Ha riempito un locale, ma metà della gente con cui ho parlato dice che non gli è piaciuto. Chi non sopporta i testi, chi dice che è stonato (beh, su questo è indifendibile), chi l’ha trovato troppo pretenzioso, chi banale…
Cosa dico io? Boh, a me è piaciuto…
Sarà che avevo già letto qui che i suoi live possono lasciare delusi anche i fan più accaniti. Sarà che, non essendo un fan sfegatato, parto avvantaggiato: non può cadere troppo chi non è su un piedistallo. Sarà che non ho dovuto pagare il biglietto (mi piace vincere facile)…

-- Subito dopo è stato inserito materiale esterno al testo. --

use thiserror::Error;

/// Precondition failures that stop an alignment pass before it starts.
#[derive(Debug, Error, PartialEq, Eq)]
pub enum AlignError {
    #[error("document has no blocks")]
    EmptyDocument,
    #[error("anchor block `{block_id}` is not part of the document")]
    UnknownAnchorBlock { block_id: String },
    #[error("anchor segment {index} is out of range (segment count {count})")]
    AnchorSegmentOutOfRange { index: usize, count: usize },
    #[error("block id `{block_id}` appears more than once")]
    DuplicateBlockId { block_id: String },
}

/// Rejections raised while validating a transcript segment list.
#[derive(Debug, Error, PartialEq)]
pub enum SegmentError {
    #[error("segment at position {position} carries index {index}")]
    NonContiguousIndex { position: usize, index: usize },
    #[error("segment {index} has invalid bounds start={start} end={end}")]
    InvalidBounds { index: usize, start: f64, end: f64 },
}

#[derive(Debug, Error)]
pub enum StoreError {
    #[error("I/O error while {context}: {source}")]
    Io {
        context: &'static str,
        #[source]
        source: std::io::Error,
    },
    #[error("JSON error while {context}: {source}")]
    Json {
        context: &'static str,
        #[source]
        source: serde_json::Error,
    },
    #[error("TOML error while {context}: {message}")]
    Toml {
        context: &'static str,
        message: String,
    },
    #[error("document `{doc_id}` has no raw data; import it first")]
    NotImported { doc_id: String },
    #[error("batch of {len} entries exceeds the limit of {limit}")]
    BatchTooLarge { len: usize, limit: usize },
    #[error("segment index {index} is out of range (segment count {count})")]
    IndexOutOfRange { index: usize, count: usize },
    #[error("refusing to snapshot `{doc_id}` without a persisted mapping")]
    SnapshotWithoutMapping { doc_id: String },
    #[error(transparent)]
    Segments(#[from] SegmentError),
}

impl StoreError {
    pub(crate) fn io(context: &'static str, source: std::io::Error) -> Self {
        Self::Io { context, source }
    }

    pub(crate) fn json(context: &'static str, source: serde_json::Error) -> Self {
        Self::Json { context, source }
    }

    pub(crate) fn toml(context: &'static str, err: impl std::fmt::Display) -> Self {
        Self::Toml {
            context,
            message: err.to_string(),
        }
    }
}

#[derive(Debug, Error)]
pub enum MatchError {
    #[error(transparent)]
    Precondition(#[from] AlignError),
    #[error(transparent)]
    Store(#[from] StoreError),
    #[error("batch of {entries} mappings failed after {attempts} attempts: {source}")]
    BatchFailed {
        entries: usize,
        attempts: u32,
        #[source]
        source: StoreError,
    },
    #[error("matching cancelled after {processed} segments")]
    Cancelled { processed: usize },
}

/// Soft playback failures; they never alter tracker or mapping state.
#[derive(Debug, Error, Clone, PartialEq, Eq)]
pub enum PlaybackError {
    #[error("seek failed: {0}")]
    Seek(String),
    #[error("playback failed: {0}")]
    Play(String),
}
//! Comparison-text normalization for matching.
//!
//! Both block text and segment text go through [`normalize`]: NFKC, every
//! whitespace run collapsed to one space, ends trimmed. The result keeps a map
//! from each normalized character back to the byte range of the source text it
//! came from, so a match found in normalized space can be carved out of the
//! raw runs.

use std::ops::Range;
use unicode_normalization::UnicodeNormalization;
use unicode_segmentation::UnicodeSegmentation;

#[derive(Debug, Clone, Default, PartialEq, Eq)]
pub struct NormalizedText {
    text: String,
    origins: Vec<CharOrigin>,
}

#[derive(Debug, Clone, PartialEq, Eq)]
struct CharOrigin {
    normalized_start: usize,
    raw: Range<usize>,
}

pub fn normalize(raw: &str) -> NormalizedText {
    let mut text = String::with_capacity(raw.len());
    let mut origins = Vec::with_capacity(raw.len());
    let mut pending_space: Option<Range<usize>> = None;

    // Graphemes are normalized one at a time; composition never crosses a
    // grapheme boundary, and each output char can then point at its source.
    for (offset, grapheme) in raw.grapheme_indices(true) {
        let raw_range = offset..offset + grapheme.len();
        for ch in grapheme.nfkc() {
            if ch.is_whitespace() {
                if !text.is_empty() && pending_space.is_none() {
                    pending_space = Some(raw_range.clone());
                }
                continue;
            }
            if let Some(space) = pending_space.take() {
                origins.push(CharOrigin {
                    normalized_start: text.len(),
                    raw: space,
                });
                text.push(' ');
            }
            origins.push(CharOrigin {
                normalized_start: text.len(),
                raw: raw_range.clone(),
            });
            text.push(ch);
        }
    }

    NormalizedText { text, origins }
}

/// Normalized form only, for texts that never need carving.
pub fn normalize_for_matching(raw: &str) -> String {
    normalize(raw).text
}

impl NormalizedText {
    pub fn as_str(&self) -> &str {
        &self.text
    }

    pub fn is_empty(&self) -> bool {
        self.text.is_empty()
    }

    pub fn char_len(&self) -> usize {
        self.origins.len()
    }

    pub fn contains(&self, needle: &str) -> bool {
        !needle.is_empty() && self.text.contains(needle)
    }

    /// Byte offsets of every occurrence of `needle`, overlapping ones included.
    pub fn occurrences(&self, needle: &str) -> Vec<usize> {
        let mut found = Vec::new();
        if needle.is_empty() {
            return found;
        }
        let mut from = 0;
        while let Some(pos) = self.text[from..].find(needle) {
            let at = from + pos;
            found.push(at);
            let step = self.text[at..].chars().next().map_or(1, char::len_utf8);
            from = at + step;
            if from >= self.text.len() {
                break;
            }
        }
        found
    }

    /// Map a normalized byte range back onto the raw text it was built from.
    pub fn raw_range(&self, normalized: Range<usize>) -> Option<Range<usize>> {
        if normalized.start >= normalized.end {
            return None;
        }
        let first = self
            .origins
            .binary_search_by_key(&normalized.start, |origin| origin.normalized_start)
            .ok()?;
        let last = self
            .origins
            .partition_point(|origin| origin.normalized_start < normalized.end)
            .checked_sub(1)?;
        if last < first {
            return None;
        }
        Some(self.origins[first].raw.start..self.origins[last].raw.end)
    }
}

Io ci speravo in un concerto quasi unplugged, chitarra scordata, voce e il violino di Rodrigo D’Erasmo (Afterhours). Invece cosa mi trovo… * rullo di tamburi * un percussionista! E in alcuni pezzi batteva, eh! Suoni che riempivano, volumi troppo alti. Ora, non so che dimensione voglia dare Vasco Brondi ai suoi live, ma secondo me non ha capito perché al pubblico piace la sua musica. Come dice anche Silently, credo sia quel suono di chitarra sporco, quel cantare un po’ incerto, come uno che strimpella le sue corde a notte fonda in Piazza Santo Stefano, con un paio di amici e una bottiglia di vino scarso, pronto a prendersi gli insulti da chi vuole solo dormire e non pensare. Brondi incarna tutti quei sedicenni che suonano nelle loro stanzette. Succede poi che un Vasco su mille riesca a sfondare: allora diventa il rappresentante di tutti quelli con velleità artistiche ma poca tecnica, con pacchi di canzoni in un cassetto (e il sottoscritto è fra questi). E’ per questo che piace, perché non è una rockstar genio e sregolatezza, è un ragazzo che strimpella.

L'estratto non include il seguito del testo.